- [PROBLEM REQUIREMENTS] Would you please report how many lines of the listing contain "public"? Reply with that number only.

- [DATA FOR PROCESSING]
>>

//! The result materializer: after the graph has completed, every artifact
//! with a logical role is linked or copied into a stable directory tree
//! shaped the way the upload collaborator expects. A `task.json` manifest
//! carries the scalar metadata, making the result directory a
//! self-contained handoff; the materializer itself never touches the
//! network.

use std::fs;

use camino::{Utf8Path, Utf8PathBuf};
use serde::Serialize;

use crate::config::{TaskConfig, TaskType};
use crate::graph::{BuildPlan, Role};
use crate::io::{link_or_copy, remove_tree, write_atomic};

#[derive(Serialize)]
struct ScoreManifest {
    decimal_places: u32,
    mode: &'static str,
    #[serde(rename = "type")]
    score_type: &'static str,
}

#[derive(Serialize)]
struct TaskTypeManifest {
    #[serde(rename = "type")]
    kind: &'static str,
    #[serde(skip_serializing_if = "Option::is_none")]
    stdin_filename: Option<String>,
    #[serde(skip_serializing_if = "Option::is_none")]
    stdout_filename: Option<String>,
    #[serde(skip_serializing_if = "Option::is_none")]
    num_processes: Option<u32>,
    #[serde(skip_serializing_if = "Option::is_none")]
    user_io: Option<&'static str>,
}

#[derive(Serialize)]
struct TokensManifest {
    mode: &'static str,
    initial: u32,
    gen_number: u32,
}

#[derive(Serialize)]
struct TestcaseManifest {
    codename: String,
    public: bool,
}

#[derive(Serialize)]
struct SubtaskManifest {
    points: f64,
    public: bool,
    testcases: Vec<TestcaseManifest>,
}

#[derive(Serialize)]
struct SubmissionManifest {
    file: String,
    expected_score: f64,
}

/// Scalar task metadata written next to the artifacts, consumed by the
/// upload collaborator.
#[derive(Serialize)]
struct TaskManifest<'a> {
    name: &'a str,
    long_name: &'a str,
    #[serde(skip_serializing_if = "Option::is_none")]
    author: Option<&'a str>,
    #[serde(skip_serializing_if = "Option::is_none")]
    attribution: Option<&'a str>,
    uses: &'a [String],
    feedback_level: &'static str,
    score_options: ScoreManifest,
    time_limit: f64,
    memory_limit: f64,
    task_type: TaskTypeManifest,
    tokens: TokensManifest,
    subtasks: Vec<SubtaskManifest>,
    test_submissions: Vec<SubmissionManifest>,
}

/// Populate `<task root>/.taskmill/result` from the finished plan and
/// return its path. The tree is rebuilt from scratch on every call so stale
/// artifacts from earlier configurations cannot linger.
pub(crate) fn materialize(
    config: &TaskConfig,
    plan: &BuildPlan,
) -> std::io::Result<Utf8PathBuf> {
    let result_dir = crate::result_dir(&plan.root);
    remove_tree(&result_dir)?;
    fs::create_dir_all(&result_dir)?;

    for deliverable in &plan.deliverables {
        let dst = result_dir.join(role_path(&deliverable.role));
        link_or_copy(plan.path_of(deliverable.source), &dst)?;
    }

    for subtask in &plan.subtasks {
        for tc in &subtask.testcases {
            let input = result_dir.join(format!("testcases/{}.in", tc.codename));
            let output = result_dir.join(format!("testcases/{}.out", tc.codename));
            link_or_copy(plan.path_of(tc.input), &input)?;
            link_or_copy(plan.path_of(tc.output), &output)?;
        }
    }

    let manifest = manifest(config, plan);
    let bytes = serde_json::to_vec_pretty(&manifest)?;
    write_atomic(&result_dir.join("task.json"), &bytes)?;

    Ok(result_dir)
}

fn role_path(role: &Role) -> Utf8PathBuf {
    match role {
        Role::Statement(lang) => Utf8PathBuf::from(format!("statements/{lang}.pdf")),
        Role::StatementHtml => Utf8PathBuf::from("statements/statement.html"),
        Role::DefaultInput => Utf8PathBuf::from("default_input.txt"),
        Role::Attachment(name) => Utf8PathBuf::from(format!("attachments/{name}")),
        Role::Grader(name) => Utf8PathBuf::from(format!("graders/{name}")),
        Role::Checker => Utf8PathBuf::from("checker"),
        Role::Manager => Utf8PathBuf::from("manager"),
        Role::SampleSolution => Utf8PathBuf::from("samplesol"),
        Role::EditorTemplate(name) => Utf8PathBuf::from(format!("templates/{name}")),
        Role::TestGrader(name) => Utf8PathBuf::from(format!("test_graders/{name}")),
        Role::TestSubmission(name) => Utf8PathBuf::from(format!("test_submissions/{name}")),
    }
}

fn manifest<'a>(config: &'a TaskConfig, plan: &BuildPlan) -> TaskManifest<'a> {
    let task_type = match &config.task_type {
        TaskType::Batch {
            stdin_filename,
            stdout_filename,
        } => TaskTypeManifest {
            kind: "BATCH",
            stdin_filename: Some(stdin_filename.clone()),
            stdout_filename: Some(stdout_filename.clone()),
            num_processes: None,
            user_io: None,
        },
        TaskType::OutputOnly => TaskTypeManifest {
            kind: "OUTPUT_ONLY",
            stdin_filename: None,
            stdout_filename: None,
            num_processes: None,
            user_io: None,
        },
        TaskType::Communication {
            num_processes,
            user_io,
            ..
        } => TaskTypeManifest {
            kind: "COMMUNICATION",
            stdin_filename: None,
            stdout_filename: None,
            num_processes: Some(*num_processes),
            user_io: Some(user_io.as_str()),
        },
    };

    let subtasks = plan
        .subtasks
        .iter()
        .map(|subtask| SubtaskManifest {
            points: subtask.points,
            public: subtask.public,
            testcases: subtask
                .testcases
                .iter()
                .map(|tc| TestcaseManifest {
                    codename: tc.codename.clone(),
                    public: tc.public,
                })
                .collect(),
        })
        .collect();

    let test_submissions = config
        .test_submissions
        .iter()
        .map(|(file, &expected_score)| SubmissionManifest {
            file: file_name(file),
            expected_score,
        })
        .collect();

    TaskManifest {
        name: &config.name,
        long_name: &config.long_name,
        author: config.author.as_deref(),
        attribution: config.attribution.as_deref(),
        uses: &config.uses,
        feedback_level: config.feedback_level.as_str(),
        score_options: ScoreManifest {
            decimal_places: config.score_options.decimal_places,
            mode: config.score_options.mode.as_str(),
            score_type: config.score_options.score_type.as_str(),
        },
        time_limit: config.time_limit,
        memory_limit: config.memory_limit,
        task_type,
        tokens: TokensManifest {
            mode: config.tokens.mode.as_str(),
            initial: config.tokens.initial,
            gen_number: config.tokens.gen_number,
        },
        subtasks,
        test_submissions,
    }
}

fn file_name(path: &str) -> String {
    Utf8Path::new(path)
        .file_name()
        .unwrap_or(path)
        .to_string()
}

<<

- [PROBLEM SOLUTION] 4